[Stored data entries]
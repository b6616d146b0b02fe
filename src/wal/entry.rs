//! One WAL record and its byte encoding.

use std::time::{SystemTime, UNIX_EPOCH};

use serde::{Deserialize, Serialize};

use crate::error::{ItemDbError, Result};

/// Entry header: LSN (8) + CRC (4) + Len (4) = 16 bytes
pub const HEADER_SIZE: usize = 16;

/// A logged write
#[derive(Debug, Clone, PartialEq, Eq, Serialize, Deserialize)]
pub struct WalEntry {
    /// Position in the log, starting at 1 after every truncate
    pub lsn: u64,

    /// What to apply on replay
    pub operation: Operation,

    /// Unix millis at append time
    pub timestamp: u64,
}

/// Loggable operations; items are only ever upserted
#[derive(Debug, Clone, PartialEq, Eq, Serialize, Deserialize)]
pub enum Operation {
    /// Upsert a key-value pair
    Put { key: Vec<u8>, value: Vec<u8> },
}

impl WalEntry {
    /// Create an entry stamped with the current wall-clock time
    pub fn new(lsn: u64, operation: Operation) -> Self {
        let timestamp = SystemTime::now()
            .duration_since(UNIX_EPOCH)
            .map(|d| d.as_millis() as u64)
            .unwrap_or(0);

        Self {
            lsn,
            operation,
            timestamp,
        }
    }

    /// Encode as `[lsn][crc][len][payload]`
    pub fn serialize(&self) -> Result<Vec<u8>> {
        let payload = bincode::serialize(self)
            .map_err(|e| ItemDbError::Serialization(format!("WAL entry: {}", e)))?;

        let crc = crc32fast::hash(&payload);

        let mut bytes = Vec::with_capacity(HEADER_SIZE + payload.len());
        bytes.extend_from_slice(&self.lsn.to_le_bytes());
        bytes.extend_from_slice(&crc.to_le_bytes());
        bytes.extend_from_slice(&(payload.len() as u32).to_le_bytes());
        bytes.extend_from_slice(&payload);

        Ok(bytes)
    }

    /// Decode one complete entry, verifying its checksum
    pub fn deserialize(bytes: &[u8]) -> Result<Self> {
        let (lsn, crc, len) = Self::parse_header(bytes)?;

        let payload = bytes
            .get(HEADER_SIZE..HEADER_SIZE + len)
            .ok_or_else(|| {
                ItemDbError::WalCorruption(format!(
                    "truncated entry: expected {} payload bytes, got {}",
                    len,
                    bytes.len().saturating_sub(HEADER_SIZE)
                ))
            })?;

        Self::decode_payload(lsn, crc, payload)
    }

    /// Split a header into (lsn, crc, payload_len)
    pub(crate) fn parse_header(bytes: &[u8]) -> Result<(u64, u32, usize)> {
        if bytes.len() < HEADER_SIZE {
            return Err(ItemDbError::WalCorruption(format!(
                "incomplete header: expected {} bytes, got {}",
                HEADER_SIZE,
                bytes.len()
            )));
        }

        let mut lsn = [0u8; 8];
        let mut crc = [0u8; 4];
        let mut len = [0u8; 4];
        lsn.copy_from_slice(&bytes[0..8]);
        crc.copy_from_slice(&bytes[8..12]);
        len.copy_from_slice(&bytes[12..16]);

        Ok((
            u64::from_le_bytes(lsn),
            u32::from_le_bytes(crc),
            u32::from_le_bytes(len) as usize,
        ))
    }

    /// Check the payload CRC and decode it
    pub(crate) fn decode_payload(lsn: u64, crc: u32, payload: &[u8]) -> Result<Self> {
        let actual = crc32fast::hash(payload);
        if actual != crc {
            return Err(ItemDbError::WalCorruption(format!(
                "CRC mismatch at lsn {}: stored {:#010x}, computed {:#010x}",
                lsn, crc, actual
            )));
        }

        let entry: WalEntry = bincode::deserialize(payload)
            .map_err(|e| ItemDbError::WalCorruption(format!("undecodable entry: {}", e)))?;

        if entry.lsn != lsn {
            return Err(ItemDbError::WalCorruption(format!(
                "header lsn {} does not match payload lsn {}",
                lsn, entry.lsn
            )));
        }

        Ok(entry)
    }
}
...
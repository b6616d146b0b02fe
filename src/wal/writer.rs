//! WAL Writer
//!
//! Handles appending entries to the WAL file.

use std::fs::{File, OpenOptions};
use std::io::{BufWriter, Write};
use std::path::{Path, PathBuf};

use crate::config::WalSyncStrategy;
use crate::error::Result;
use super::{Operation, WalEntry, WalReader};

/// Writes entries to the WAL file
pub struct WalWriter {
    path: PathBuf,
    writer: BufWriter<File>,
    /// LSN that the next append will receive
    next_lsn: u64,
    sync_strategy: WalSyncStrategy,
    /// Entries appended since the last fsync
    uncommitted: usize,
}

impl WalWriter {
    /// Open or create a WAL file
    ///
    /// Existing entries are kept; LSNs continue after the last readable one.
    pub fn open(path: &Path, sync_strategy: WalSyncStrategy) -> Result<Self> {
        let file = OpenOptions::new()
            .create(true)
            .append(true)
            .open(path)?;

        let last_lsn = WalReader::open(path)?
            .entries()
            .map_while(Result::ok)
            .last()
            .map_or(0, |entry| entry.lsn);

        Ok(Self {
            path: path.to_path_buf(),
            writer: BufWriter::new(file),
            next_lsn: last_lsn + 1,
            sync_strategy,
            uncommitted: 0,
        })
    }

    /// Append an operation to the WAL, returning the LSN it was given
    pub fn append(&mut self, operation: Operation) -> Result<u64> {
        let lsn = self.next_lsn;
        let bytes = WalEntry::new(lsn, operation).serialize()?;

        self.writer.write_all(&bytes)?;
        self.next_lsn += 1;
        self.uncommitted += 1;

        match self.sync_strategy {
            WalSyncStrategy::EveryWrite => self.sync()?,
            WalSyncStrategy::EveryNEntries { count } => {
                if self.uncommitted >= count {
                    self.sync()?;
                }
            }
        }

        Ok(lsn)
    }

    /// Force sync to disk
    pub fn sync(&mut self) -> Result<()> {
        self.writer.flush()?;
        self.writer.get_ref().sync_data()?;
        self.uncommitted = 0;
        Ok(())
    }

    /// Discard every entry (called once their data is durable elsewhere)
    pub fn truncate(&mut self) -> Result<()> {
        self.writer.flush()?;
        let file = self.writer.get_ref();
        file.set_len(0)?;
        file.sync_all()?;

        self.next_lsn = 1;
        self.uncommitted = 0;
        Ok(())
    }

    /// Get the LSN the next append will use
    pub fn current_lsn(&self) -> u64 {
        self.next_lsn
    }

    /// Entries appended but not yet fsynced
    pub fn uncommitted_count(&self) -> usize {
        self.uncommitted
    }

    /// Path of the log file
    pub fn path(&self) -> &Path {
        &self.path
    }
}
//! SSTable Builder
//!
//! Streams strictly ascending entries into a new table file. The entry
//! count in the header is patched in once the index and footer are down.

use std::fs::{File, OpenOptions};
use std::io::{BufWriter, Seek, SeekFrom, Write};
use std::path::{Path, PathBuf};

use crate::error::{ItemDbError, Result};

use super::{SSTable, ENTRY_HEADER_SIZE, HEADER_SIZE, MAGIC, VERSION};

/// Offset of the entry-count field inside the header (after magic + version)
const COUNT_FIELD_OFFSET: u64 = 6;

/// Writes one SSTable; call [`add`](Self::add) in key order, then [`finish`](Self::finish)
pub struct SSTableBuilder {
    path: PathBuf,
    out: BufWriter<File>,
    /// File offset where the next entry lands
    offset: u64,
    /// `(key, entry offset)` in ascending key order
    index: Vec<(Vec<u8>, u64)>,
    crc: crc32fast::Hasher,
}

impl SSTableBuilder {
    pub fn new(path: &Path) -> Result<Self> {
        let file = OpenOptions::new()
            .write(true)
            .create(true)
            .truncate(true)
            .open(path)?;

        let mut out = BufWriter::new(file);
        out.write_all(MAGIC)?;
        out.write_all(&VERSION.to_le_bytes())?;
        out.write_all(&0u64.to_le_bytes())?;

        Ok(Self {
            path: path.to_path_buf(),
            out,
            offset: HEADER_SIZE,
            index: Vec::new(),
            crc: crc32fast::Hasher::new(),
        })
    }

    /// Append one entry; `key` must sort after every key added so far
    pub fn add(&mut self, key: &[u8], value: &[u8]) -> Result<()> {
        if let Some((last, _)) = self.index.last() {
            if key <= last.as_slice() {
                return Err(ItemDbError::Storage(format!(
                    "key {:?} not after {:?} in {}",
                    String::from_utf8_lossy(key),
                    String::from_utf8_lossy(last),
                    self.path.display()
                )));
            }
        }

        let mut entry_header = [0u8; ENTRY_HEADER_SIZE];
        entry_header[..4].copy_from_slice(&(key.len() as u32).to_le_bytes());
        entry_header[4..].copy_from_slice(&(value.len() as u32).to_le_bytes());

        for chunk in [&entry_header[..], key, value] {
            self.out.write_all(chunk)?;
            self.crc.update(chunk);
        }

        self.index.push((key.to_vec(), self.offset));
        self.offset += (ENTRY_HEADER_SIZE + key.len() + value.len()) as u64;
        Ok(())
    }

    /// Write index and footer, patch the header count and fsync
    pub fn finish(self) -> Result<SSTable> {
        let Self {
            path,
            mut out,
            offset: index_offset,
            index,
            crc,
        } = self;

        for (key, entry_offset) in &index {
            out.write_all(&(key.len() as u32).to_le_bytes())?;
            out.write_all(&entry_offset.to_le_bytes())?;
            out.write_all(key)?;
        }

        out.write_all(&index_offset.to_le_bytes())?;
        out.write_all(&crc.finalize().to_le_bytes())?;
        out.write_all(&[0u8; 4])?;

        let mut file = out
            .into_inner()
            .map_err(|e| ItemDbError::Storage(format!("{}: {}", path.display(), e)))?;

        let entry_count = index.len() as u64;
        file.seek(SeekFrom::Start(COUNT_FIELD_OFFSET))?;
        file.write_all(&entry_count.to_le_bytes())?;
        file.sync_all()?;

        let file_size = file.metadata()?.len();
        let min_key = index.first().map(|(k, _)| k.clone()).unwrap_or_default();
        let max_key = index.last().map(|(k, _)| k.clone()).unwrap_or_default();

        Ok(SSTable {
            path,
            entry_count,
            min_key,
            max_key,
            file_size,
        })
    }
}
* * *
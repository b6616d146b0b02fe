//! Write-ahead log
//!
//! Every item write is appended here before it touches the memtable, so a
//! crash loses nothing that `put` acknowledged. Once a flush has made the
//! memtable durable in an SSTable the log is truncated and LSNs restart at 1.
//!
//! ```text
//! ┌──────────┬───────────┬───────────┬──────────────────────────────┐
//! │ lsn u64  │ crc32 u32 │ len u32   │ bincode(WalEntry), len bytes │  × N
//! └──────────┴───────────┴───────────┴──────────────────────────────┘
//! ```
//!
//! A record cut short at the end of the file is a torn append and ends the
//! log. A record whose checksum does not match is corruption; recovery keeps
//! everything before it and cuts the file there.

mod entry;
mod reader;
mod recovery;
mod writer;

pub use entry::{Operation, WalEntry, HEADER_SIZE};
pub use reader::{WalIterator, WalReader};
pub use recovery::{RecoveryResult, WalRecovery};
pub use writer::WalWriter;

— AIM OF THE EXERCISE —
Find the word "SystemTime" in the records, and report each line that has it.

— THE COMPLETED TASK —
use std::time::{SystemTime, UNIX_EPOCH};
        let timestamp = SystemTime::now()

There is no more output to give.